Repeat the entries exactly as they appear.
[DATASET RECORDS — start]
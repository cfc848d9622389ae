use std::{fmt, str::FromStr};

use thiserror::Error;

/// The HTTP methods a web call can use.
#[derive(Debug, Clone, Copy, PartialEq, Eq, Hash)]
pub enum HttpMethod {
    Get,
    Post,
    Put,
    Patch,
    Delete,
    Head,
    Options,
    Trace,
}

#[derive(Debug, Error, PartialEq, Eq)]
#[error("unknown HTTP method: {0}")]
pub struct UnknownMethod(pub String);

impl HttpMethod {
    pub const ALL: [Self; 8] = [
        Self::Get,
        Self::Post,
        Self::Put,
        Self::Patch,
        Self::Delete,
        Self::Head,
        Self::Options,
        Self::Trace,
    ];

    pub fn as_str(self) -> &'static str {
        match self {
            Self::Get => "GET",
            Self::Post => "POST",
            Self::Put => "PUT",
            Self::Patch => "PATCH",
            Self::Delete => "DELETE",
            Self::Head => "HEAD",
            Self::Options => "OPTIONS",
            Self::Trace => "TRACE",
        }
    }

    /// POST, PUT and PATCH must carry a body; every other method must not.
    pub fn requires_body(self) -> bool {
        matches!(self, Self::Post | Self::Put | Self::Patch)
    }

    pub(crate) fn to_reqwest(self) -> reqwest::Method {
        match self {
            Self::Get => reqwest::Method::GET,
            Self::Post => reqwest::Method::POST,
            Self::Put => reqwest::Method::PUT,
            Self::Patch => reqwest::Method::PATCH,
            Self::Delete => reqwest::Method::DELETE,
            Self::Head => reqwest::Method::HEAD,
            Self::Options => reqwest::Method::OPTIONS,
            Self::Trace => reqwest::Method::TRACE,
        }
    }
}

impl fmt::Display for HttpMethod {
    fn fmt(&self, f: &mut fmt::Formatter<'_>) -> fmt::Result {
        f.write_str(self.as_str())
    }
}

impl FromStr for HttpMethod {
    type Err = UnknownMethod;

    /// Case-insensitive match on the method name.
    fn from_str(s: &str) -> Result<Self, Self::Err> {
        let name = s.trim();
        Self::ALL
            .into_iter()
            .find(|m| m.as_str().eq_ignore_ascii_case(name))
            .ok_or_else(|| UnknownMethod(s.to_string()))
    }
}

#[cfg(test)]
mod tests {
    use super::*;

    #[test]
    fn parse_ignores_case() {
        assert_eq!("get".parse(), Ok(HttpMethod::Get));
        assert_eq!("Patch".parse(), Ok(HttpMethod::Patch));
        assert_eq!(" DELETE ".parse(), Ok(HttpMethod::Delete));
    }

    #[test]
    fn unknown_method() {
        let err = "FETCH".parse::<HttpMethod>().unwrap_err();
        assert_eq!(err.to_string(), "unknown HTTP method: FETCH");
    }

    #[test]
    fn body_rules() {
        let with_body: Vec<_> = HttpMethod::ALL
            .into_iter()
            .filter(|m| m.requires_body())
            .collect();
        assert_eq!(with_body, vec![
            HttpMethod::Post,
            HttpMethod::Put,
            HttpMethod::Patch
        ]);
    }

    #[test]
    fn display_matches_wire_name() {
        for method in HttpMethod::ALL {
            assert_eq!(method.to_string(), method.to_reqwest().as_str());
        }
    }
}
[DATASET RECORDS — finish]
EXERCISE OUTPUT:
repository cfc848d9622389ae
use std::{fmt, str::FromStr};

use thiserror::Error;

/// The HTTP methods a web call can use.
#[derive(Debug, Clone, Copy, PartialEq, Eq, Hash)]
pub enum HttpMethod {
    Get,
    Post,
    Put,
    Patch,
    Delete,
    Head,
    Options,
    Trace,
}

#[derive(Debug, Error, PartialEq, Eq)]
#[error("unknown HTTP method: {0}")]
pub struct UnknownMethod(pub String);

impl HttpMethod {
    pub const ALL: [Self; 8] = [
        Self::Get,
        Self::Post,
        Self::Put,
        Self::Patch,
        Self::Delete,
        Self::Head,
        Self::Options,
        Self::Trace,
    ];

    pub fn as_str(self) -> &'static str {
        match self {
            Self::Get => "GET",
            Self::Post => "POST",
            Self::Put => "PUT",
            Self::Patch => "PATCH",
            Self::Delete => "DELETE",
            Self::Head => "HEAD",
            Self::Options => "OPTIONS",
            Self::Trace => "TRACE",
        }
    }

    /// POST, PUT and PATCH must carry a body; every other method must not.
    pub fn requires_body(self) -> bool {
        matches!(self, Self::Post | Self::Put | Self::Patch)
    }

    pub(crate) fn to_reqwest(self) -> reqwest::Method {
        match self {
            Self::Get => reqwest::Method::GET,
            Self::Post => reqwest::Method::POST,
            Self::Put => reqwest::Method::PUT,
            Self::Patch => reqwest::Method::PATCH,
            Self::Delete => reqwest::Method::DELETE,
            Self::Head => reqwest::Method::HEAD,
            Self::Options => reqwest::Method::OPTIONS,
            Self::Trace => reqwest::Method::TRACE,
        }
    }
}

impl fmt::Display for HttpMethod {
    fn fmt(&self, f: &mut fmt::Formatter<'_>) -> fmt::Result {
        f.write_str(self.as_str())
    }
}

impl FromStr for HttpMethod {
    type Err = UnknownMethod;

    /// Case-insensitive match on the method name.
    fn from_str(s: &str) -> Result<Self, Self::Err> {
        let name = s.trim();
        Self::ALL
            .into_iter()
            .find(|m| m.as_str().eq_ignore_ascii_case(name))
            .ok_or_else(|| UnknownMethod(s.to_string()))
    }
}

#[cfg(test)]
mod tests {
    use super::*;

    #[test]
    fn parse_ignores_case() {
        assert_eq!("get".parse(), Ok(HttpMethod::Get));
        assert_eq!("Patch".parse(), Ok(HttpMethod::Patch));
        assert_eq!(" DELETE ".parse(), Ok(HttpMethod::Delete));
    }

    #[test]
    fn unknown_method() {
        let err = "FETCH".parse::<HttpMethod>().unwrap_err();
        assert_eq!(err.to_string(), "unknown HTTP method: FETCH");
    }

    #[test]
    fn body_rules() {
        let with_body: Vec<_> = HttpMethod::ALL
            .into_iter()
            .filter(|m| m.requires_body())
            .collect();
        assert_eq!(with_body, vec![
            HttpMethod::Post,
            HttpMethod::Put,
            HttpMethod::Patch
        ]);
    }

    #[test]
    fn display_matches_wire_name() {
        for method in HttpMethod::ALL {
            assert_eq!(method.to_string(), method.to_reqwest().as_str());
        }
    }
}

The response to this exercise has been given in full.